Тема опасного приключения сближает одну из путевых записей Гумилева и финальные сцены «Приглашения на казнь». В последнем абзаце книги «Африканская охота: из путевого дневника» (1916) Гумилев задается вопросом, отчего его нисколько не смущает истребление животных просто ради забавы и почему от того только укрепляется его кровная связь с миром. Далее следует фраза, содержащая подспудный ответ на эти вопросы. Я тоже умру, размышляет автор, но смерть – это еще не конец: «А ночью мне приснилось, что за участие в каком-то абиссинском дворцовом перевороте мне отрубили голову, и я, истекая кровью, аплодирую умению палача и радуюсь, как все это просто, хорошо и совсем не больно».{241} Сон, способ казни, хладнокровное отношение к смерти и намек на трансценденцию – все это живо напоминает переживания и поведение Цинцинната. Скорее всего, Набокову бы не понравился гумилевский гимн охоте – жестокому занятию. Но поскольку Гумилев был казнен большевиками за соучастие в антигосударственном заговоре (нечто вроде «дворцового переворота»), весьма возможно, что приведенный пассаж показался бы Набокову в буквальном смысле пророческим. Более того, если иметь в виду дух бессмертия, проницающий образ Гумилева в лекции «Искусство литературы и здравый смысл», уместно предположить, что Набокову оказались бы чрезвычайно близки самые роковые оттенки видения, явившегося во сне Гумилеву.
Взгляды на литературу, не раз высказывавшиеся Гумилевым, ничуть не противоречат тому образу поэта, что набросал в своей лекции Набоков. Действительно, возникает ощущение, что иные из критических высказываний Гумилева являются как бы «подтекстом» в ряде наиболее существенных тезисов лекции. В одной рецензии 1910 года, где речь идет о сатире, Гумилев рассуждает о «здравом смысле» буквально в том же духе, что и Набоков много лет спустя: «…для меня несомненно, что для хорошего сатирика необходима известная тупость восприятия и ограниченность кругозора, то есть то, что в общежитии называется здравым смыслом».{242} Новая перекличка с Набоковым возникает в статье «Читатель» (впервые опубликованной в 1923 году, в Берлине, где тогда жил Набоков), в которой поэтическое создание описывается в образах, чрезвычайно близких Набокову: миг вдохновения – «совсем особенное чувство, иногда наполняющее таким трепетом, что оно мешало бы говорить, если бы не сопутствующее ему чувство победности, сознание того, что творишь совершенные сочетания слов, подобные тем, которые некогда воскрешали мертвых, разрушали стены»{243} (курсив мой. – В. А.).
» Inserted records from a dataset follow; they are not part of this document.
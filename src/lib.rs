//! Staff user administration panel.
//!
//! Drives the `/staff/usr` REST endpoints (create, edit, delete) and keeps a
//! table of users in step with what the server confirmed, surfacing each
//! outcome as a success or error banner.

pub mod api;
pub mod config;
pub mod controller;
pub mod error;
pub mod models;
pub mod notify;
pub mod panel;
pub mod table;
pub mod templates;
pub mod util;

pub use controller::UserTableController;
pub use error::{ApiError, PanelError};
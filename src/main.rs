use clap::{Parser, Subcommand};
use dialoguer::{console::Term, Confirm};
use std::path::{Path, PathBuf};
use std::process;
use tracing_subscriber::layer::SubscriberExt;
use tracing_subscriber::util::SubscriberInitExt;
use tracing_subscriber::{fmt, EnvFilter};

use staffusr::api::{set_silent, HttpUserApi};
use staffusr::config::{self, PanelConfig};
use staffusr::controller::{EditOutcome, UserTableController};
use staffusr::models::{parse_seed_rows, FormFields, UserRecord};
use staffusr::notify::{render_terminal, Notification};
use staffusr::panel::PanelSession;
use staffusr::util::{hostname_from_url, spinner};
use staffusr::PanelError;

#[derive(Parser)]
#[command(
    name = "staffusr",
    author,
    version,
    about = "Manage staff user accounts",
    long_about = r#"staffusr — create, edit and delete staff accounts through the /staff/usr API.

Every change is sent to the server first; the user table only reflects what the server confirmed.
Use `--root` or SERVER_ROOT to point at the server, and SESSION_COOKIE to forward a staff session.

Examples:
  1) Add a reporter:
      staffusr create --username kim --fullname "Kim Lee" --role reporter --password s3cret
  2) Rename a user (blank fields are left untouched):
      staffusr edit kim --fullname "Kim Park"
  3) Work interactively over an exported listing:
      staffusr panel --rows users.json --html panel.html
"#,
    after_help = "Use `staffusr <subcommand> --help` to get subcommand specific options."
)]
struct Cli {
    #[command(subcommand)]
    command: Commands,
    /// Disable colorized output
    #[arg(long, global = true)]
    no_color: bool,
    /// Disable request/response logging
    #[arg(long, global = true)]
    silent: bool,
    /// Path to .env file
    #[arg(long, global = true)]
    env_file: Option<String>,
    /// Server root the /staff/usr paths are appended to (overrides SERVER_ROOT)
    #[arg(long, global = true)]
    root: Option<String>,
}

#[derive(Subcommand)]
enum Commands {
    /// Create a user
    #[command(long_about = "Submit the create form. The new row is printed once the server confirms it.")]
    Create {
        #[arg(long)]
        username: String,
        #[arg(long)]
        fullname: String,
        /// user, reporter, admin or a :role/... token
        #[arg(long)]
        role: String,
        #[arg(long)]
        password: Option<String>,
        /// Extra form field as name=value (repeatable)
        #[arg(long = "field")]
        fields: Vec<String>,
    },
    /// Edit a user; fields left out or blank are not sent
    Edit {
        username: String,
        #[arg(long)]
        fullname: Option<String>,
        #[arg(long)]
        role: Option<String>,
        #[arg(long)]
        password: Option<String>,
        /// Extra form field as name=value (repeatable)
        #[arg(long = "field")]
        fields: Vec<String>,
    },
    /// Delete a user
    Delete {
        username: String,
        /// Do not ask for confirmation
        #[arg(long, short = 'y')]
        yes: bool,
    },
    /// Interactive panel over a user table
    #[command(long_about = "Start an interactive panel. The table starts from --rows (a JSON array of {username, fullname, role}); type `help` for commands.")]
    Panel {
        #[arg(long)]
        rows: Option<PathBuf>,
        /// Re-write this HTML page after every command
        #[arg(long)]
        html: Option<PathBuf>,
    },
    /// Print a user listing as a table, or write it as an HTML page
    Render {
        #[arg(long)]
        rows: PathBuf,
        #[arg(long)]
        html: Option<PathBuf>,
    },
    /// Show the resolved configuration
    CheckConfig,
}

fn load_rows(path: Option<&Path>) -> Result<Vec<UserRecord>, PanelError> {
    match path {
        Some(p) => {
            let text = std::fs::read_to_string(p)?;
            Ok(parse_seed_rows(&text)?)
        }
        None => Ok(Vec::new()),
    }
}

fn build_form(base: &[(&str, Option<&str>)], extra: &[String]) -> Result<FormFields, PanelError> {
    let mut form = FormFields::new();
    form.assign_all(extra.iter().map(String::as_str))
        .map_err(PanelError::Config)?;
    for (name, value) in base {
        form.set_opt(name, *value);
    }
    form.normalize_role();
    Ok(form)
}

fn print_banners(banners: &[Notification]) {
    for n in banners {
        println!("{}", render_terminal(n));
    }
}

fn confirm_delete(username: &str) -> Result<bool, PanelError> {
    let confirmed = Confirm::new()
        .with_prompt(format!("Delete {}?", username))
        .default(false)
        .interact_on(&Term::stderr())?;
    Ok(confirmed)
}

async fn run(cli: Cli) -> Result<bool, PanelError> {
    config::load_env_file(cli.env_file.as_deref());
    let mut panel_config = PanelConfig::from_env();
    if let Some(root) = cli.root.as_deref() {
        panel_config = panel_config.with_server_root(root);
    }

    match cli.command {
        Commands::CheckConfig => {
            println!("{} {}", yansi::Paint::new("Server root:").bold(), panel_config.server_root);
            println!("{} {}", yansi::Paint::new("Host:").bold(), hostname_from_url(&panel_config.server_root));
            println!("{} {}", yansi::Paint::new("Users endpoint:").bold(), panel_config.users_url());
            println!("{} {}s", yansi::Paint::new("Request timeout:").bold(), panel_config.request_timeout.as_secs());
            println!(
                "{} {}",
                yansi::Paint::new("Session cookie:").bold(),
                if panel_config.session_cookie.is_some() { "set" } else { "not set" }
            );
            Ok(true)
        }
        Commands::Render { rows, html } => {
            let api = HttpUserApi::new(panel_config.clone())?;
            let session = PanelSession::new(UserTableController::new(api, load_rows(Some(rows.as_path()))?), panel_config, None);
            match html {
                Some(path) => {
                    session.write_html(&path)?;
                    println!("{} {}", yansi::Paint::new("Wrote").green(), path.display());
                }
                None => println!("{}", session.controller().table().render_terminal()),
            }
            Ok(true)
        }
        Commands::Panel { rows, html } => {
            let api = HttpUserApi::new(panel_config.clone())?;
            let controller = UserTableController::new(api, load_rows(rows.as_deref())?);
            let mut session = PanelSession::new(controller, panel_config, html);
            let stdin = tokio::io::BufReader::new(tokio::io::stdin());
            let mut stdout = std::io::stdout();
            session.run(stdin, &mut stdout).await?;
            Ok(true)
        }
        Commands::Create { username, fullname, role, password, fields } => {
            let form = build_form(
                &[
                    ("username", Some(username.as_str())),
                    ("fullname", Some(fullname.as_str())),
                    ("role", Some(role.as_str())),
                    ("password", password.as_deref()),
                ],
                &fields,
            )?;
            let mut controller = UserTableController::new(HttpUserApi::new(panel_config)?, Vec::new());
            *controller.create_form_mut() = form;
            let pb = spinner("Creating user");
            let n = controller.submit_create().await;
            pb.finish_and_clear();
            print_banners(&controller.take_banners());
            if !n.is_error() {
                println!("{}", controller.table().render_terminal());
            }
            Ok(!n.is_error())
        }
        Commands::Edit { username, fullname, role, password, fields } => {
            let form = build_form(
                &[
                    ("fullname", fullname.as_deref()),
                    ("role", role.as_deref()),
                    ("password", password.as_deref()),
                ],
                &fields,
            )?;
            let mut controller = UserTableController::new(HttpUserApi::new(panel_config)?, Vec::new());
            controller.open_edit_dialog(&username);
            *controller.edit_form_mut() = form;
            let pb = spinner("Saving user");
            let outcome = controller.save_edit().await;
            pb.finish_and_clear();
            print_banners(&controller.take_banners());
            match outcome {
                EditOutcome::Saved(update) => {
                    let mut changes = Vec::new();
                    if let Some(f) = update.fullname.as_deref().filter(|f| !f.is_empty()) {
                        changes.push(format!("fullname: {}", f));
                    }
                    if let Some(r) = update.role {
                        changes.push(format!("role: {}", r));
                    }
                    println!(
                        "{} {} {}",
                        yansi::Paint::new("Updated").green(),
                        username,
                        changes.join(", ")
                    );
                    Ok(true)
                }
                EditOutcome::NotSent => {
                    eprintln!("{}", yansi::Paint::new("Nothing to update: username is blank").red());
                    Ok(false)
                }
                EditOutcome::Failed(_) => Ok(false),
            }
        }
        Commands::Delete { username, yes } => {
            if !yes && !confirm_delete(&username)? {
                println!("{}", yansi::Paint::new("Cancelled").yellow());
                return Ok(true);
            }
            let mut controller = UserTableController::new(HttpUserApi::new(panel_config)?, Vec::new());
            controller.open_delete_dialog(&username);
            let pb = spinner("Deleting user");
            let n = controller.confirm_delete().await;
            pb.finish_and_clear();
            print_banners(&controller.take_banners());
            Ok(n.is_some_and(|n| !n.is_error()))
        }
    }
}

#[tokio::main]
async fn main() {
    // Logs go to stderr so they never mix with tables and banners
    tracing_subscriber::registry()
        .with(fmt::layer().with_writer(std::io::stderr))
        .with(EnvFilter::from_default_env())
        .init();

    let cli = Cli::parse();

    if cli.no_color {
        yansi::whenever(yansi::Condition::NEVER);
    }

    if cli.silent {
        set_silent(true);
    }

    match run(cli).await {
        Ok(true) => {}
        Ok(false) => process::exit(1),
        Err(e) => {
            tracing::error!(%e, "command failed");
            eprintln!("{}: {}", yansi::Paint::new("Error").red(), e);
            process::exit(1);
        }
    }
}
А вот как описывает момент епифании Набоков в своей лекции: «…вы испытываете дрожь от соприкосновения с необъяснимым волшебством или неким внутренним воскресением, словно искрящимся снадобьем, быстро приготовленным у вас на глазах, оживили покойника» (71) (курсив мой. – В. А.). И еще: Гумилев рассуждает об эластичности времени, которую поэты ощущают в момент озарения, что сразу напоминает набоковское описание космической синхронизации: «…вечность и миг – это уже не временные понятия и поэтому могут восприниматься в любой промежуток времени; все зависит от синтезирующего подъема созерцания»{244} (курсив мой. – В. А.). А то, что слова эти следуют непосредственно за восславлением многообразия земного бытия, делает их смысл еще ближе Набокову.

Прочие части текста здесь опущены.